Dataset entries

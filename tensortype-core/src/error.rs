use std::fmt::Display;

#[derive(thiserror::Error, Debug)]
pub enum Error {
    #[error("too many dimensions: rank {rank} does not fit below the cap of {max}")]
    TooManyDims { rank: usize, max: usize },

    #[error("{op} expects {expected} dimensions, got {got}")]
    RankMismatch {
        op: &'static str,
        expected: &'static str,
        got: usize,
    },

    #[error("unknown element kind `{0}`")]
    UnknownElementKind(String),

    #[error("cannot parse type from `{input}`: {reason}")]
    ParseType { input: String, reason: String },

    #[error("element count of {dims:?} overflows usize")]
    SizeOverflow { dims: Vec<usize> },

    #[error("{inner}\n{backtrace}")]
    WithBacktrace {
        inner: Box<Self>,
        backtrace: Box<std::backtrace::Backtrace>,
    },

    #[error("{context}: {wrapped}")]
    WrappedContext {
        wrapped: Box<dyn std::error::Error + Send + Sync>,
        context: String,
    },
}

pub type Result<T> = std::result::Result<T, Error>;

impl Error {
    /// Attach a backtrace when `RUST_BACKTRACE` asks for one.
    pub fn bt(self) -> Self {
        let backtrace = std::backtrace::Backtrace::capture();
        match backtrace.status() {
            std::backtrace::BacktraceStatus::Disabled
            | std::backtrace::BacktraceStatus::Unsupported => self,
            _ => Self::WithBacktrace {
                inner: Box::new(self),
                backtrace: Box::new(backtrace),
            },
        }
    }

    /// The error with any backtrace wrapper stripped.
    pub fn root(&self) -> &Self {
        match self {
            Self::WithBacktrace { inner, .. } => inner.root(),
            other => other,
        }
    }
}

pub(crate) mod private {
    pub trait Sealed {}

    impl<T, E> Sealed for std::result::Result<T, E> where E: std::error::Error {}
}

/// Attach more context to an error.
///
/// Inspired by [`anyhow::Context`].
pub trait Context<T>: private::Sealed {
    /// Wrap the error value with context that is evaluated lazily, only once
    /// an error does occur.
    fn with_context<C, F>(self, f: F) -> Result<T>
    where
        C: Display + Send + Sync + 'static,
        F: FnOnce() -> C;
}

impl<T, E> Context<T> for std::result::Result<T, E>
where
    E: std::error::Error + Send + Sync + 'static,
{
    fn with_context<C, F>(self, context: F) -> Result<T>
    where
        C: Display + Send + Sync + 'static,
        F: FnOnce() -> C,
    {
        // Not using map_err to keep the closure frame off the captured backtrace.
        match self {
            Ok(ok) => Ok(ok),
            Err(error) => Err(Error::WrappedContext {
                wrapped: Box::new(error),
                context: context().to_string(),
            }
            .bt()),
        }
    }
}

- Exercise directions
Print the records above in full, exactly.

- Solution to the problem
filename tensortype-core/src/error.rs
use std::fmt::Display;

#[derive(thiserror::Error, Debug)]
pub enum Error {
    #[error("too many dimensions: rank {rank} does not fit below the cap of {max}")]
    TooManyDims { rank: usize, max: usize },

    #[error("{op} expects {expected} dimensions, got {got}")]
    RankMismatch {
        op: &'static str,
        expected: &'static str,
        got: usize,
    },

    #[error("unknown element kind `{0}`")]
    UnknownElementKind(String),

    #[error("cannot parse type from `{input}`: {reason}")]
    ParseType { input: String, reason: String },

    #[error("element count of {dims:?} overflows usize")]
    SizeOverflow { dims: Vec<usize> },

    #[error("{inner}\n{backtrace}")]
    WithBacktrace {
        inner: Box<Self>,
        backtrace: Box<std::backtrace::Backtrace>,
    },

    #[error("{context}: {wrapped}")]
    WrappedContext {
        wrapped: Box<dyn std::error::Error + Send + Sync>,
        context: String,
    },
}

pub type Result<T> = std::result::Result<T, Error>;

impl Error {
    /// Attach a backtrace when `RUST_BACKTRACE` asks for one.
    pub fn bt(self) -> Self {
        let backtrace = std::backtrace::Backtrace::capture();
        match backtrace.status() {
            std::backtrace::BacktraceStatus::Disabled
            | std::backtrace::BacktraceStatus::Unsupported => self,
            _ => Self::WithBacktrace {
                inner: Box::new(self),
                backtrace: Box::new(backtrace),
            },
        }
    }

    /// The error with any backtrace wrapper stripped.
    pub fn root(&self) -> &Self {
        match self {
            Self::WithBacktrace { inner, .. } => inner.root(),
            other => other,
        }
    }
}

pub(crate) mod private {
    pub trait Sealed {}

    impl<T, E> Sealed for std::result::Result<T, E> where E: std::error::Error {}
}

/// Attach more context to an error.
///
/// Inspired by [`anyhow::Context`].
pub trait Context<T>: private::Sealed {
    /// Wrap the error value with context that is evaluated lazily, only once
    /// an error does occur.
    fn with_context<C, F>(self, f: F) -> Result<T>
    where
        C: Display + Send + Sync + 'static,
        F: FnOnce() -> C;
}

impl<T, E> Context<T> for std::result::Result<T, E>
where
    E: std::error::Error + Send + Sync + 'static,
{
    fn with_context<C, F>(self, context: F) -> Result<T>
    where
        C: Display + Send + Sync + 'static,
        F: FnOnce() -> C,
    {
        // Not using map_err to keep the closure frame off the captured backtrace.
        match self {
            Ok(ok) => Ok(ok),
            Err(error) => Err(Error::WrappedContext {
                wrapped: Box::new(error),
                context: context().to_string(),
            }
            .bt()),
        }
    }
}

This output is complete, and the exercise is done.